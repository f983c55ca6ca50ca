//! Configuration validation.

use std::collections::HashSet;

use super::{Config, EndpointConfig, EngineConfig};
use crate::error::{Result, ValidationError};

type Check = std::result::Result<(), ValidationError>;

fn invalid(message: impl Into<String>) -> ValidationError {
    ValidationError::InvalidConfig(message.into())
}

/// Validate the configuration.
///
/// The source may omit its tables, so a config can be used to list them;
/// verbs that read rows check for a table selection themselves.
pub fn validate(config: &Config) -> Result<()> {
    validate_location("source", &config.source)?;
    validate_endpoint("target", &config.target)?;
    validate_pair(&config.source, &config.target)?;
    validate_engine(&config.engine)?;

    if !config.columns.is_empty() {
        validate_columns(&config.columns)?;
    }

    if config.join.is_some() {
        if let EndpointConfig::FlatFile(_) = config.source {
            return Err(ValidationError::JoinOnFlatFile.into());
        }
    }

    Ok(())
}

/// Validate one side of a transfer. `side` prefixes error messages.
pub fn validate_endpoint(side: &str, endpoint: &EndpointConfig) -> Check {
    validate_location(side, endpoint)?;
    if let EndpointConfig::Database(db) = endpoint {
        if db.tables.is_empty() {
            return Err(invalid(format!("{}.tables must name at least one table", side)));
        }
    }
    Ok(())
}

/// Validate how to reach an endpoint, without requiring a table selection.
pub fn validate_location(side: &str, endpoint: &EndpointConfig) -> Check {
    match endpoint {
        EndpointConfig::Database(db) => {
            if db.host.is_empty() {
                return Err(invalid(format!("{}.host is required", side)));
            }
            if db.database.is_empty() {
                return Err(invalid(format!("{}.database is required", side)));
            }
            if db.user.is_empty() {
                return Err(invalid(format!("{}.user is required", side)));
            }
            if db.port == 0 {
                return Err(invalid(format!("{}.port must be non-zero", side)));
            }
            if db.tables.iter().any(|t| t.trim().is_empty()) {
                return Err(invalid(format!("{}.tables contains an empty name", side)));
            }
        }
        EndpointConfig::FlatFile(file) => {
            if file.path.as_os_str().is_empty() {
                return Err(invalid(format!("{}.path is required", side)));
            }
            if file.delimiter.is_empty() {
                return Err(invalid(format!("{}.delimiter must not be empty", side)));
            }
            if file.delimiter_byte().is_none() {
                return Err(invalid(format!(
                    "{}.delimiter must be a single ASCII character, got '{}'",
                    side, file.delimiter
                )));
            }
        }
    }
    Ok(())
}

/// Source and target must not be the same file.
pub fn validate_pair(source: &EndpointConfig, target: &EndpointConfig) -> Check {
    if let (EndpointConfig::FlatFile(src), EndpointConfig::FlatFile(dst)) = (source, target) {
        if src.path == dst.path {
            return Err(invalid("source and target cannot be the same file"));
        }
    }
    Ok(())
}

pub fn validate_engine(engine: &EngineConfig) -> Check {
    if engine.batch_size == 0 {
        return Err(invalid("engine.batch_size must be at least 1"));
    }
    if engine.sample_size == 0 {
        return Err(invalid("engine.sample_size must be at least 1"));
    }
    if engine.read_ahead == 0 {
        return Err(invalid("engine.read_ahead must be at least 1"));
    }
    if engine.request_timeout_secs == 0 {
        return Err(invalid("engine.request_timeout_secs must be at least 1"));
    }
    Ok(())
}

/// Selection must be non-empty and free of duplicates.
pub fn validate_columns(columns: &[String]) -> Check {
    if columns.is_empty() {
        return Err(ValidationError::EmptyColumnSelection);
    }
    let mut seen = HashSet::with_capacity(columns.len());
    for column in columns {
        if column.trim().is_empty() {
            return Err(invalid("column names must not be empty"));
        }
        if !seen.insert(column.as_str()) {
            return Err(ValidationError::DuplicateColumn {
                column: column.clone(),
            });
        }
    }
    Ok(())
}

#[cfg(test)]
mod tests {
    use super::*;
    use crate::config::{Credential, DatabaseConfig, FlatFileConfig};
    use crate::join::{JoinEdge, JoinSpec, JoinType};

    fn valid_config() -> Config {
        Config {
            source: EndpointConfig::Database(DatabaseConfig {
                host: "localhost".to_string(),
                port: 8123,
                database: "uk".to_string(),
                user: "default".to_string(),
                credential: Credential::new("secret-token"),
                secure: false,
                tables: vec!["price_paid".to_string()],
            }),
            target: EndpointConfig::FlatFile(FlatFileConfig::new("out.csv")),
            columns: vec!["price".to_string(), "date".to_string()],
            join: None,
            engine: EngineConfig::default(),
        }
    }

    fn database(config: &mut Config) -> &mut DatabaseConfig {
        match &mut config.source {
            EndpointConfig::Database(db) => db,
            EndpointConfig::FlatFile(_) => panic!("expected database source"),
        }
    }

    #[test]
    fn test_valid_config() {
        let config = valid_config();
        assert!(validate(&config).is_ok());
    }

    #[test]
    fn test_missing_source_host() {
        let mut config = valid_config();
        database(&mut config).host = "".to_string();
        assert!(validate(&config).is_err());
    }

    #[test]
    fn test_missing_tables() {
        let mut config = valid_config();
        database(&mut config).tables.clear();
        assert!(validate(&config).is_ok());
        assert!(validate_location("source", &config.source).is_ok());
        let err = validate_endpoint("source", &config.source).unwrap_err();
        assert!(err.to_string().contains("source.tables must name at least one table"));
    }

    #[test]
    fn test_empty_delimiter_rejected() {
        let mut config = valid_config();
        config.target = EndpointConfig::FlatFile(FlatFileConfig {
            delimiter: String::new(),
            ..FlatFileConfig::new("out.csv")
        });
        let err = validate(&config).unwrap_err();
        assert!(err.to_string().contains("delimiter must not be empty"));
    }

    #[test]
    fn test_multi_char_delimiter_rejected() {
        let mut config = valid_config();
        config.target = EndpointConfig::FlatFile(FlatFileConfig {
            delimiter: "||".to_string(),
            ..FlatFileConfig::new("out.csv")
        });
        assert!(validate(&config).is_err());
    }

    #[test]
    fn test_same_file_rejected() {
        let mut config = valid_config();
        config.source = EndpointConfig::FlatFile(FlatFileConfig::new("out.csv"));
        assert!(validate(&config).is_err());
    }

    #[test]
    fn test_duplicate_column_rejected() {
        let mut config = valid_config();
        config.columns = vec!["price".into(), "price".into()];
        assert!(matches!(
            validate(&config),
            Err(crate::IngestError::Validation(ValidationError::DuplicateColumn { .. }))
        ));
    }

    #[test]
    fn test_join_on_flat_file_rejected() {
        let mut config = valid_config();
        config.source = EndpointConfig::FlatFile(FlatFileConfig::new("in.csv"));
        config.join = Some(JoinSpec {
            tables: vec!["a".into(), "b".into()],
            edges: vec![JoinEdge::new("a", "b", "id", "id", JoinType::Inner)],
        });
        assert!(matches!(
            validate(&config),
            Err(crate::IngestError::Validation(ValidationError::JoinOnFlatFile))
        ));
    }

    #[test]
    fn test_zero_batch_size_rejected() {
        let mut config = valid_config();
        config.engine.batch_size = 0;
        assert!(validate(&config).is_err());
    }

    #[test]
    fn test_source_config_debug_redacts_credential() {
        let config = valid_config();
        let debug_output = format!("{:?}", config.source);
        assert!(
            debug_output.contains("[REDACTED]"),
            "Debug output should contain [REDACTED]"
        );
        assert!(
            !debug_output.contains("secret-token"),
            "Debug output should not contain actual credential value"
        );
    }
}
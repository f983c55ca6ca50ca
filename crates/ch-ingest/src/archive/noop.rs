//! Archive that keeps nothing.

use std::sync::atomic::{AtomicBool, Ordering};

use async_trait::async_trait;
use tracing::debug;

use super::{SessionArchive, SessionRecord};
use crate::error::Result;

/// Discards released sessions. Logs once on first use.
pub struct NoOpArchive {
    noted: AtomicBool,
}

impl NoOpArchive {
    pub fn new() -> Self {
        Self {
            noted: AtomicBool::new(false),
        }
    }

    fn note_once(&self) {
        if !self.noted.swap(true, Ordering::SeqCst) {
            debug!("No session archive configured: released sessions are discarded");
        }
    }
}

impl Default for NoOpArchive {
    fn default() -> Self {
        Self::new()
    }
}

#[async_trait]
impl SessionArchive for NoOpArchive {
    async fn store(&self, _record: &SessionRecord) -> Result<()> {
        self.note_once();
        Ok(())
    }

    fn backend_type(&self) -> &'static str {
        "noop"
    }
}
• • • • •
→ **TASK REQUIREMENTS**
Work out the number of lines in the listing above that hold the word "contains". Write that number by itself.

→ **EXERCISE RESPONSE**
5